Chronicle album: Romy – Mid Air

“Can you turn up a bit more? “. It is with these words that begins Mid-Air Romy’s first solo album, third and last member of The xx has (seen) out on her own after the more than successful escapades of Oliver Sim and Jamie XX. With this note of intent, almost a manifesto, Romy addresses both the listener and herself. You have to turn up the sound, have a blast on the dancefloor but also get out of your chrysalis. The dark teenager with a sulky pout has turned into a real dancing queen. Like Georgia, Romy seems to want to tell us with this disc composed largely during confinement that the party may not be eternal and that the music that accompanies it must therefore be euphoric and ecstatic. . In 2023, the cool kids will know how to put away their black twelve-hole Doc Martens to put on flamboyant platform shoes. Putting on the face, it’s over, it’s time to love and party.

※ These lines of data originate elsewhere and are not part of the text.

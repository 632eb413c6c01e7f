use anyhow::{Context, Result};
use serde::{Deserialize, Serialize};
use std::fs;
use std::path::{Path, PathBuf};
use xdg::BaseDirectories;

use crate::comments::ServiceLineBase;
use crate::launchpad::{Credentials, DEFAULT_API_ROOT};

pub const APP_NAME: &str = "launchpad-mp";

#[derive(Debug, Clone, Default, PartialEq, Serialize, Deserialize)]
#[serde(default)]
pub struct Config {
    pub launchpad: LaunchpadConfig,
    pub cache: CacheConfig,
    pub review: ReviewConfig,
    pub diff: DiffConfig,
}

#[derive(Debug, Clone, PartialEq, Serialize, Deserialize)]
#[serde(default)]
pub struct LaunchpadConfig {
    pub api_root: String,
    pub consumer_key: String,
    pub oauth_token: Option<String>,
    pub oauth_token_secret: Option<String>,
}

#[derive(Debug, Clone, PartialEq, Serialize, Deserialize)]
#[serde(default)]
pub struct CacheConfig {
    pub enabled: bool,
    /// Lifetime of cached merge proposal listings
    pub ttl_secs: u64,
}

#[derive(Debug, Clone, PartialEq, Serialize, Deserialize)]
#[serde(default)]
pub struct ReviewConfig {
    pub jira_prefixes: Vec<String>,
    pub ci_passed_marker: String,
    pub ci_failed_marker: String,
    /// Votes cast with this tag come from CI bots and are not reviews
    pub ci_vote_tag: String,
}

#[derive(Debug, Clone, Default, PartialEq, Serialize, Deserialize)]
#[serde(default)]
pub struct DiffConfig {
    pub service_line_base: ServiceLineBase,
}

impl Default for LaunchpadConfig {
    fn default() -> Self {
        Self {
            api_root: DEFAULT_API_ROOT.to_owned(),
            consumer_key: APP_NAME.to_owned(),
            oauth_token: None,
            oauth_token_secret: None,
        }
    }
}

impl Default for CacheConfig {
    fn default() -> Self {
        Self {
            enabled: true,
            ttl_secs: crate::cache::DEFAULT_TTL_SECS,
        }
    }
}

impl Default for ReviewConfig {
    fn default() -> Self {
        Self {
            jira_prefixes: Vec::new(),
            ci_passed_marker: "PASSED: Continuous integration".to_owned(),
            ci_failed_marker: "FAILED: Continuous integration".to_owned(),
            ci_vote_tag: "continuous-integration".to_owned(),
        }
    }
}

impl Config {
    /// Load `config.toml` from the XDG config home, then apply environment
    /// overrides. A missing file yields the defaults.
    pub fn load() -> Result<Self> {
        let mut config = Self::load_from(&Self::config_path())?;
        config.apply_env(|key| std::env::var(key).ok());
        Ok(config)
    }

    pub fn load_from(path: &Path) -> Result<Self> {
        if path.exists() {
            let content = fs::read_to_string(path).context("Failed to read config file")?;
            toml::from_str(&content).context("Failed to parse config file")
        } else {
            Ok(Self::default())
        }
    }

    /// `LP_OAUTH_TOKEN` / `LP_OAUTH_TOKEN_SECRET` take precedence over the file.
    pub fn apply_env(&mut self, lookup: impl Fn(&str) -> Option<String>) {
        if let Some(token) = lookup("LP_OAUTH_TOKEN").filter(|v| !v.is_empty()) {
            self.launchpad.oauth_token = Some(token);
        }
        if let Some(secret) = lookup("LP_OAUTH_TOKEN_SECRET").filter(|v| !v.is_empty()) {
            self.launchpad.oauth_token_secret = Some(secret);
        }
    }

    /// Credentials when both token halves are configured.
    pub fn credentials(&self) -> Option<Credentials> {
        let launchpad = &self.launchpad;
        match (&launchpad.oauth_token, &launchpad.oauth_token_secret) {
            (Some(token), Some(token_secret)) => Some(Credentials {
                consumer_key: launchpad.consumer_key.clone(),
                token: token.clone(),
                token_secret: token_secret.clone(),
            }),
            _ => None,
        }
    }

    fn config_path() -> PathBuf {
        BaseDirectories::with_prefix(APP_NAME)
            .map(|dirs| dirs.get_config_home())
            .unwrap_or_else(|_| PathBuf::from("."))
            .join("config.toml")
    }
}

The English knows it, we can dance on everything but not with anyone. For her debut album, she did not take half measures and armed herself with heavyweight producers, also long-time traveling companions, such as Fred again.., Jamie XX or Stuart Price (aka Les Digital Rhythms, Jacques Lu Cont or Zoot Woman). Mid-Air refers to the feeling of suspended moment and weightlessness that occurs when one falls in love. If it evokes of course the theme of love, this album is at the same time festive, intimate and political and also deals with mourning, relationships, identity and sexuality.

With his deaf beats and his crystalline and melancholy voice, Loveher welcomes us to familiar ground in the purest The xx style before making a more pop and more club turn, which will serve as a guideline for the rest of the album. If the sauce takes well on this title as well as on The Sea, Strong, Enjoy Your Life Or She’s On My Mind, the other songs leave us a bit unsatisfied, too smooth, too conventional, too mainstream. Romy has lent her pen to pop stars like Dua Lipa or Halsey and we can clearly feel their influence here. We must not be choosy in front of quality mainstream dance-pop (because in the genre we remain at the top of the basket) but we clearly prefer the handsome-weird universe of his sidekick Oliver Sim or that too frankly hedonistic than creative of Jamie XX.

Half convincing, half fig half grape and although built over time and steeped in good intentions, Mid-Air turns out to be only a semi-success, its little glossy filter preventing us from really feeling the emotions. But the problem may be with us and our incorrigible mania for thinking, as in High Fidelity, Nick Hornby’s novel, that good English pop is necessarily made up of “heartbreak, rejection, pain, misery and loss”.